The guide rail linearity measurement apparatus of a kind of linear feeding system the most according to claim 1, it is characterised in that two, Three and displacement transducers (3,4,5) all use eddy current displacement sensor, and certainty of measurement is 0.25um.

The guide rail linearity measurement apparatus of a kind of linear feeding system the most according to claim 1, it is characterised in that laser The measurement distance of collimator (6) is 0-15m, and certainty of measurement is 0.1um.

5. the guide rail linearity measuring method of a linear feeding system, it is characterised in that comprise the steps,

Step 1, sets up measurement apparatus as claimed in claim 1, determines the first measured material and the second measured material and three Geometrical relationship between individual displacement transducer and laser collimator, sets up corresponding geometric model；

Step 2, according to the geometric model set up, using the laser optical path of laser collimator as benchmark, is surveyed by laser collimator The linearity measuring guide rail is as follows,

The measured value of vertical direction is e_z(y_i)=B_z+m_z(y_i)-h₁-d₁(y_i)；

The measured value of horizontal direction is

Wherein, B_zIt is laser datum and the distance on guide rail vertical direction, m_z(y_i) it is collimator vertical direction reading, h₁It it is No. one Displacement transducer receiving plane and the distance on laser collimator center vertical direction, d₁(y_i) it is the reading of a displacement transducer；

B_xIt is the distance of laser datum and guide rail horizontal direction, G_xIt is the difference of the measured value of guide rail left and right sides, l₂It is No. two positions Displacement sensor and the distance in laser collimator horizontal direction, l₃For on third place displacement sensor and laser collimator horizontal direction Spacing, m_x(y_i) it is laser collimator vertical direction reading, d₂(y_i) it is the reading of No. two displacement transducers, d₃(y_i) it is No. three The reading of displacement transducer.

The guide rail linearity measuring method of a kind of linear feeding system the most according to claim 5, it is characterised in that step In 2,

G_x=e_2x(y_i)-e_1x(y_i),

And e_2x(y_i)=B_x+m_x(y_i)+l₂-d₂(y_i), e_1x(y_i)=B_x+m_x(y_i)-l₃+d₃(y_i),

Wherein, e_2x(y_i) and e_1x(y_i) it is respectively the measured value for guide rail left and right side, m_x(y_i) it is laser collimator vertically side To reading, d₂(y_i) and d₃(y_i) it is No. two, the reading of third place displacement sensor.

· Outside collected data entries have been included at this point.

use serde::{Deserialize, Serialize};
use sha2::{digest::FixedOutput, Digest as _, Sha256, Sha512};
use std::fmt;

use crate::error::MerkleTreeError;

/// The hash function backing one tree instance. Leaf hashing and
/// internal-node hashing always use the same algorithm.
#[derive(Debug, Default, Clone, Copy, PartialEq, Eq, Hash, Serialize, Deserialize)]
#[serde(rename_all = "lowercase")]
pub enum HashAlgorithm {
    #[default]
    Sha256,
    Sha512,
}

impl HashAlgorithm {
    /// Resolve an algorithm by name (case-insensitive).
    pub fn from_name(name: &str) -> Result<Self, MerkleTreeError> {
        match name.to_ascii_lowercase().as_str() {
            "sha256" => Ok(Self::Sha256),
            "sha512" => Ok(Self::Sha512),
            _ => Err(MerkleTreeError::UnsupportedAlgorithm(name.to_string())),
        }
    }

    pub fn name(&self) -> &'static str {
        match self {
            Self::Sha256 => "sha256",
            Self::Sha512 => "sha512",
        }
    }

    /// Output size in bytes.
    pub fn digest_len(&self) -> usize {
        match self {
            Self::Sha256 => 32,
            Self::Sha512 => 64,
        }
    }

    /// Hash a leaf's raw bytes.
    pub fn hash(&self, data: &[u8]) -> Digest {
        self.digest_parts(&[data])
    }

    /// Hash two child digests together, left-then-right.
    pub fn hash_nodes(&self, left: &Digest, right: &Digest) -> Digest {
        self.digest_parts(&[left.as_bytes(), right.as_bytes()])
    }

    fn digest_parts(&self, parts: &[&[u8]]) -> Digest {
        match self {
            Self::Sha256 => {
                let mut hasher = Sha256::new();
                for part in parts {
                    hasher.update(part);
                }
                Digest(hasher.finalize_fixed().to_vec())
            }
            Self::Sha512 => {
                let mut hasher = Sha512::new();
                for part in parts {
                    hasher.update(part);
                }
                Digest(hasher.finalize_fixed().to_vec())
            }
        }
    }
}

impl fmt::Display for HashAlgorithm {
    fn fmt(&self, f: &mut fmt::Formatter<'_>) -> fmt::Result {
        f.write_str(self.name())
    }
}

/// A fixed-length hash output. The canonical text form is lowercase
/// hexadecimal.
#[derive(Debug, Clone, PartialEq, Eq, Hash, Serialize, Deserialize)]
#[serde(transparent)]
pub struct Digest(Vec<u8>);

impl Digest {
    pub fn from_bytes(bytes: Vec<u8>) -> Self {
        Self(bytes)
    }

    pub fn as_bytes(&self) -> &[u8] {
        &self.0
    }

    pub fn len(&self) -> usize {
        self.0.len()
    }

    pub fn is_empty(&self) -> bool {
        self.0.is_empty()
    }

    pub fn to_hex(&self) -> String {
        hex::encode(&self.0)
    }

    /// Constant-time equality: after the length check, runtime does not
    /// depend on where the first differing byte sits.
    pub fn ct_eq(&self, other: &Digest) -> bool {
        if self.0.len() != other.0.len() {
            return false;
        }
        let mut diff = 0u8;
        for (a, b) in self.0.iter().zip(other.0.iter()) {
            diff |= a ^ b;
        }
        diff == 0
    }
}

impl fmt::Display for Digest {
    fn fmt(&self, f: &mut fmt::Formatter<'_>) -> fmt::Result {
        f.write_str(&self.to_hex())
    }
}
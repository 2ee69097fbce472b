//! Error types for yg-engine.
//!
//! The engine has exactly two hard failure modes, both configuration
//! preconditions checked before any hour is processed.  Everything else —
//! missing plan entries, missing capacity data, fully-capped classes —
//! degrades to zero/no-op by contract and never errors.

use thiserror::Error;

#[derive(Debug, Error)]
pub enum SteerError {
    #[error("avg_teu_per_truck must be > 0, got {0}")]
    BadTeuPerTruck(f64),

    #[error("reserve_rho must be in [0, 1), got {0}")]
    BadReserveRho(f64),
}

/// Alias for `Result<T, SteerError>`.
pub type SteerResult<T> = Result<T, SteerError>;
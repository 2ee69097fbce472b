//! Base error type.
//!
//! Sub-crates define their own error enums and either convert into `YgError`
//! via `From` impls or keep them separate.  Both patterns are acceptable;
//! prefer whichever keeps error sites clean.

use thiserror::Error;

/// The top-level error type for `yg-core` and a common base for sub-crates.
#[derive(Debug, Error)]
pub enum YgError {
    #[error("configuration error: {0}")]
    Config(String),

    #[error("parse error: {0}")]
    Parse(String),
}

/// Shorthand result type for all `yg-*` crates.
pub type YgResult<T> = Result<T, YgError>;
//! Unit tests for yg-core primitives.

#[cfg(test)]
mod time {
    use crate::{Horizon, HourStamp};

    #[test]
    fn stamp_arithmetic() {
        let h = HourStamp(10);
        assert_eq!(h + 5, HourStamp(15));
        assert_eq!(h.offset(-3), HourStamp(7));
        assert_eq!(h.next(), HourStamp(11));
        assert_eq!(HourStamp(15) - HourStamp(10), 5);
    }

    #[test]
    fn unix_conversion_floors() {
        assert_eq!(HourStamp::from_unix_secs(0), HourStamp(0));
        assert_eq!(HourStamp::from_unix_secs(3_599), HourStamp(0));
        assert_eq!(HourStamp::from_unix_secs(3_600), HourStamp(1));
        // Pre-epoch timestamps floor toward negative infinity.
        assert_eq!(HourStamp::from_unix_secs(-1), HourStamp(-1));
        assert_eq!(HourStamp(2).unix_secs(), 7_200);
    }

    #[test]
    fn horizon_iterates_inclusive() {
        let hz = Horizon::new(HourStamp(3), HourStamp(6));
        let hours: Vec<i64> = hz.hours().map(|h| h.0).collect();
        assert_eq!(hours, vec![3, 4, 5, 6]);
        assert_eq!(hz.len(), 4);
        assert!(!hz.is_empty());
    }

    #[test]
    fn single_hour_horizon() {
        let hz = Horizon::new(HourStamp(5), HourStamp(5));
        assert_eq!(hz.len(), 1);
        assert_eq!(hz.hours().count(), 1);
    }

    #[test]
    fn inverted_horizon_is_empty() {
        let hz = Horizon::new(HourStamp(6), HourStamp(3));
        assert!(hz.is_empty());
        assert_eq!(hz.len(), 0);
        assert_eq!(hz.hours().count(), 0);
    }

    #[test]
    fn contains() {
        let hz = Horizon::new(HourStamp(3), HourStamp(6));
        assert!(hz.contains(HourStamp(3)));
        assert!(hz.contains(HourStamp(6)));
        assert!(!hz.contains(HourStamp(7)));
        assert!(!hz.contains(HourStamp(2)));
    }

    #[test]
    fn display() {
        assert_eq!(HourStamp(42).to_string(), "h42");
        assert_eq!(
            Horizon::new(HourStamp(0), HourStamp(5)).to_string(),
            "[h0, h5]"
        );
    }
}

#[cfg(test)]
mod moves {
    use crate::{Direction, MoveClass};

    #[test]
    fn groups_partition_all_classes() {
        let mut combined: Vec<MoveClass> = MoveClass::INBOUND
            .iter()
            .chain(MoveClass::OUTBOUND.iter())
            .copied()
            .collect();
        combined.sort_by_key(|c| c.index());
        let mut all = MoveClass::ALL.to_vec();
        all.sort_by_key(|c| c.index());
        assert_eq!(combined, all);
    }

    #[test]
    fn directions_match_groups() {
        for c in MoveClass::INBOUND {
            assert_eq!(c.direction(), Direction::Inbound);
        }
        for c in MoveClass::OUTBOUND {
            assert_eq!(c.direction(), Direction::Outbound);
        }
    }

    #[test]
    fn indexes_are_dense_and_unique() {
        let mut seen = [false; MoveClass::COUNT];
        for c in MoveClass::ALL {
            assert!(!seen[c.index()]);
            seen[c.index()] = true;
        }
        assert!(seen.iter().all(|&s| s));
    }

    #[test]
    fn label_roundtrip() {
        for c in MoveClass::ALL {
            assert_eq!(c.label().parse::<MoveClass>().unwrap(), c);
        }
    }

    #[test]
    fn invalid_label_errors() {
        assert!("reefer-pickup".parse::<MoveClass>().is_err());
        assert!("".parse::<MoveClass>().is_err());
    }
}

#[cfg(test)]
mod yard {
    use crate::YardBand;

    #[test]
    fn ordered_band() {
        assert!(YardBand::new(0, 1_000, 2_000).is_ordered());
        assert!(YardBand::new(5, 5, 5).is_ordered());
        assert!(!YardBand::new(100, 50, 2_000).is_ordered());
        assert!(!YardBand::new(0, 3_000, 2_000).is_ordered());
    }

    #[test]
    fn display() {
        assert_eq!(YardBand::new(0, 1_000, 2_000).to_string(), "0/1000/2000 TEU");
    }
}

The guide rail linearity measuring method of a kind of linear feeding system the most according to claim 5, it is characterised in that step In 1, also comprise the steps,

Step 1.1, according to the geometric model set up, sets up straight-line displacement error and sets with three displacement transducer measured amount and device Numerical relationship model between meter size；

Step 1.2, according to the mathematical model set up, analyzes Measuring origin analysis vertically and horizontally；

Step 1.3, according to analysis on Source of Error formula, design laser collimator and three sensors and guide rail and two fixtures it Between relative size size.

The guide rail linearity measuring method of a kind of linear feeding system the most according to claim 7, it is characterised in that by step Rapid 1.3 obtain, and displacement sensor plane accepts plane with laser collimator receptor, at stroke to the assembling of distance by mistake Difference is less than or equal to 4mm.

The guide rail linearity measuring method of a kind of linear feeding system the most according to claim 7, it is characterised in that by step Rapid 1.3 obtain, h₁And h₂At least above 25mm.